Niet alleen vanwege de kwaliteit van de producten, maar vooral ook
vanwege de productiesystemen en kwaliteitsprocessen.
Bij Toyota boog men zich ooit over dezelfde problematiek.
Men vroeg zich af hoe men de jeugd kon interesseren in techniek.
Toyota heeft toen samen met een aantal grote toeleveranciers
het Technologiemuseum opgezet, met als belangrijkste doel de jeugd
kennis te laten maken met techniek.
Dagelijks komen daar bussen vol met schoolkinderen naartoe, die op
uiterst boeiende wijze kennismaken met productiesystemen, ontwikkelingsprocessen
of fysica.
Je kunt daar zelf in een windtunnel staan en uitproberen wat luchtweerstand
is.
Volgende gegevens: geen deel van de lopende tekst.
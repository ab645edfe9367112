//! vnfilter - Vietnamese profanity detection from the command line.
//!
//! Prints one JSON result per request:
//! - `vnfilter detect [TEXT]` classifies TEXT, or stdin when omitted
//! - `vnfilter samples` classifies the built-in sample texts
//! - `vnfilter info` describes the configured detector

use std::io::Read;
use std::path::PathBuf;

use anyhow::{Context, Result};
use clap::{Parser, Subcommand};
use serde::Serialize;
use tracing_subscriber::EnvFilter;
use vnfilter_core::{
    DetectionResult, DetectorConfig, ModelStatus, ProfanityDetector, Strategy, SAMPLE_TEXTS,
};

/// vnfilter - Vietnamese profanity detector
#[derive(Parser, Debug)]
#[command(name = "vnfilter", version, about)]
struct Args {
    #[command(subcommand)]
    command: Command,

    /// Config file (JSON)
    #[arg(long, global = true)]
    config: Option<PathBuf>,

    /// Detection strategy (pattern, model)
    #[arg(long, global = true)]
    strategy: Option<Strategy>,

    /// Path to the ONNX model
    #[arg(long, global = true)]
    model_path: Option<PathBuf>,

    /// Path to tokenizer.json
    #[arg(long, global = true)]
    tokenizer_path: Option<PathBuf>,

    /// Pretty-print JSON output
    #[arg(long, global = true)]
    pretty: bool,

    /// Enable debug logging
    #[arg(long, global = true)]
    debug: bool,

    /// Set log level (error, warn, info, debug, trace)
    #[arg(long, global = true, default_value = "warn")]
    log_level: String,
}

#[derive(Subcommand, Debug)]
enum Command {
    /// Classify a text
    Detect {
        /// Text to classify (read from stdin when omitted)
        text: Option<String>,
    },
    /// Classify the built-in sample texts
    Samples,
    /// Describe the detector
    Info,
}

#[derive(Serialize)]
struct SampleOutcome<'a> {
    text: &'a str,
    result: DetectionResult,
}

/// Initialize logging to stderr; stdout carries the JSON output.
fn init_logging(args: &Args) {
    let log_level = if args.debug { "debug" } else { &args.log_level };

    let env_filter = EnvFilter::try_from_default_env().unwrap_or_else(|_| {
        EnvFilter::new(format!(
            "vnfilter={0},vnfilter_core={0},warn",
            log_level
        ))
    });

    tracing_subscriber::fmt()
        .with_env_filter(env_filter)
        .with_writer(std::io::stderr)
        .init();
}

/// Resolve the detector config: file, then environment, then flags.
fn build_config(args: &Args) -> Result<DetectorConfig> {
    let mut config = match &args.config {
        Some(path) => DetectorConfig::from_path(path)
            .with_context(|| format!("loading config from {}", path.display()))?,
        None => DetectorConfig::default(),
    }
    .with_env_overrides();

    if let Some(strategy) = args.strategy {
        config.strategy = strategy;
    }
    if let Some(path) = &args.model_path {
        config.model.model_path = path.clone();
    }
    if let Some(path) = &args.tokenizer_path {
        config.model.tokenizer_path = path.clone();
    }
    config.validate().context("invalid configuration")?;
    Ok(config)
}

fn read_stdin() -> Result<String> {
    let mut text = String::new();
    std::io::stdin()
        .read_to_string(&mut text)
        .context("reading text from stdin")?;
    Ok(text)
}

fn print_json<T: Serialize>(value: &T, pretty: bool) -> Result<()> {
    let json = if pretty {
        serde_json::to_string_pretty(value)?
    } else {
        serde_json::to_string(value)?
    };
    println!("{}", json);
    Ok(())
}

#[tokio::main]
async fn main() -> Result<()> {
    let args = Args::parse();
    init_logging(&args);

    let config = build_config(&args)?;
    let detector = ProfanityDetector::new(config).context("building detector")?;

    if !matches!(args.command, Command::Info) {
        if let ModelStatus::Failed(reason) = detector.wait_ready().await {
            tracing::warn!("Token classifier unavailable: {}", reason);
        }
    }

    match &args.command {
        Command::Detect { text } => {
            let text = match text {
                Some(text) => text.clone(),
                None => read_stdin()?,
            };
            print_json(&detector.detect(&text), args.pretty)?;
        }
        Command::Samples => {
            let outcomes: Vec<SampleOutcome> = SAMPLE_TEXTS
                .iter()
                .map(|&text| SampleOutcome {
                    text,
                    result: detector.detect(text),
                })
                .collect();
            print_json(&outcomes, args.pretty)?;
        }
        Command::Info => print_json(&detector.info(), args.pretty)?,
    }

    Ok(())
}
Of energie opwekken op een loopband of zelf een robot programmeren.
Nemo in Amsterdam en bijvoorbeeld het Industrion in
Kerkrade beogen hetzelfde.
En was dat ook niet de oorspronkelijke functie van het Evoluon?
Het zou mooi zijn als het Evoluon die functie weer terug kon krijgen.
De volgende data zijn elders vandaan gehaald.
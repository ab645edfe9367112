//! Runs the pattern catalog over normalized text and collects raw hits.

use super::{Category, PatternCatalog, Span};

/// One raw rule match, before merging.
#[derive(Debug, Clone, PartialEq, Eq)]
pub struct PatternHit {
    /// Char range in the normalized text.
    pub span: Span,
    /// Category of the rule that matched.
    pub category: Category,
    /// Index of the rule within its category.
    pub rule: usize,
    /// The matched text.
    pub matched_text: String,
}

/// Finds every non-overlapping match of every rule, in catalog order.
///
/// Overlapping hits from different rules are all kept. Offsets are char
/// indices into `normalized`.
pub fn find_hits(catalog: &PatternCatalog, normalized: &str) -> Vec<PatternHit> {
    let mut hits = Vec::new();
    if normalized.is_empty() {
        return hits;
    }

    let offsets = CharOffsets::new(normalized);
    for patterns in catalog.categories() {
        // Fast check: does any rule of this category match?
        if !patterns.is_match(normalized) {
            continue;
        }
        for rule in patterns.matching_rules(normalized) {
            for m in patterns.regexes()[rule].find_iter(normalized) {
                if m.is_empty() {
                    continue;
                }
                hits.push(PatternHit {
                    span: Span::new(offsets.char_index(m.start()), offsets.char_index(m.end())),
                    category: patterns.category(),
                    rule,
                    matched_text: m.as_str().to_string(),
                });
            }
        }
    }
    hits
}

/// Converts regex byte offsets into char offsets.
struct CharOffsets {
    /// Byte offset of every char boundary, including the end of the text.
    boundaries: Vec<usize>,
}

impl CharOffsets {
    fn new(text: &str) -> Self {
        let mut boundaries: Vec<usize> = text.char_indices().map(|(i, _)| i).collect();
        boundaries.push(text.len());
        Self { boundaries }
    }

    fn char_index(&self, byte: usize) -> usize {
        // Regex matches always fall on char boundaries.
        match self.boundaries.binary_search(&byte) {
            Ok(index) | Err(index) => index,
        }
    }
}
Dat zou fantastisch passen bij onze technologie regio, naast de huidige
techniekpromotie die in deze regio via Technific loopt.
En misschien moeten wij ons gezamenlijk buigen over meer van dergelijke
initiatieven.
Daarnaast kunnen we de deuren van onze bedrijven wat
vaker open zetten voor de jeugd.
Bij DAF hebben wij jaarlijks talrijke schoolklassen op bezoek.
En ik weet dat bij veel andere bedrijven hetzelfde gebeurt.
En ook dat helpt.
Het respect voor en het imago van het ambacht mag best
weer eens worden opgepoetst.
Ik heb het al vaker gezegd, de slogan ‘Kies Techniek’
is alles behalve versleten. Misschien dat hij hier voor de regio wat
moet worden aangepast, bijvoorbeeld:
“Techniek, een kei vet vak…”
Wij hebben fantastische opleidingen.
Wij hebben genoeg werk en carrièremogelijkheden.
Maar we moeten natuurlijk wel zorgen voor voldoende instroom in het
technisch onderwijs, om uiteindelijk een gezonde stroom technisch
opgeleide schoolverlaters te krijgen.
Ik ben ervan overtuigd dat bijeenkomsten als deze indirect
ook daaraan een bijdrage zullen leveren.
En natuurlijk vormen vakmensen zoals de genomineerden van vandaag
ook fantastische ambassadeurs voor het vak techniek.
Door uw enthousiasme voor uw vak stimuleert u jongeren om uw voorbeeld
te volgen.
Maar met instroom alleen zijn we er natuurlijk nog niet.
We moeten ook zorgen dat vakmensen zich kunnen blijven ontwikkelen,
gedurende hun hele werkzame leven.
Want niets is zo dynamisch als technologie.
Bovendien zien we binnen het bedrijfsleven ook een groeiende
behoefte aan andere vaardigheden dan die van het vak alleen.
Er worden ook steeds hogere eisen gesteld aan competenties zoals leren
analyseren, samenwerken, leidinggeven, communiceren en vernieuwen.
In de lezing van De heer van der Put werd dit breed uitgemeten
Niet alleen jongeren moeten deze competenties verwerven
tijdens hun opleiding, ook ervaren krachten in het bedrijf zullen
permanent moeten bijscholen.
Niet voor niets is een ‘leven lang leren’ opgenomen in
de Lissabon doelstellingen van de Europese Unie, ten einde Europa
te ontwikkelen tot de meest concurrerende en dynamische kenniseconomie
ter wereld.
Dat is overigens ook de kennis om te maken, want zonder maakindustrie
stelt een kenniseconomie weinig voor en omgekeerd.
Met de aandacht voor de Noordhofprijs, de aandacht voor
het vakmanschap, pleiten wij voor het verhogen van de kennis en de
vaardigheden.
De Stichting roept bedrijven op veel aandacht te besteden
aan de kwaliteitsverbetering van het personeel. Maak tijd en geld
vrij voor scholing en opleiding, in goede tijden en in slechte tijden.
Onze medewerkers bepalen ten slotte het succes van onze ondernemingen.
Het bedrijfsleven heeft de taak om toekomstige generaties
jongeren aan zich te binden. Dit betekent dat ouders en jongeren geboeid
moeten raken voor het werk dat binnen de bedrijven gebeurt.
Zoals gezegd, moeten wij de deuren van onze bedrijven open stellen,
jongeren stages bieden en bbl-plaatsen.
Wij moeten betrokken zijn bij de beroepsopleidingen die de jongeren
volgen. Niet mopperen dat ze niet komen of niets kunnen, maar zelf
het onderwijs uitdagen om voor de middellange termijn dat onderwijs
aan te bieden dat aansluit bij onze wensen ons regionaal economisch
belang.
De Stichting Bevordering Vakmanschap blijft zich daarvoor inzetten,
met als hoogtepunt de uitreiking van de ir. Noordhofprijs.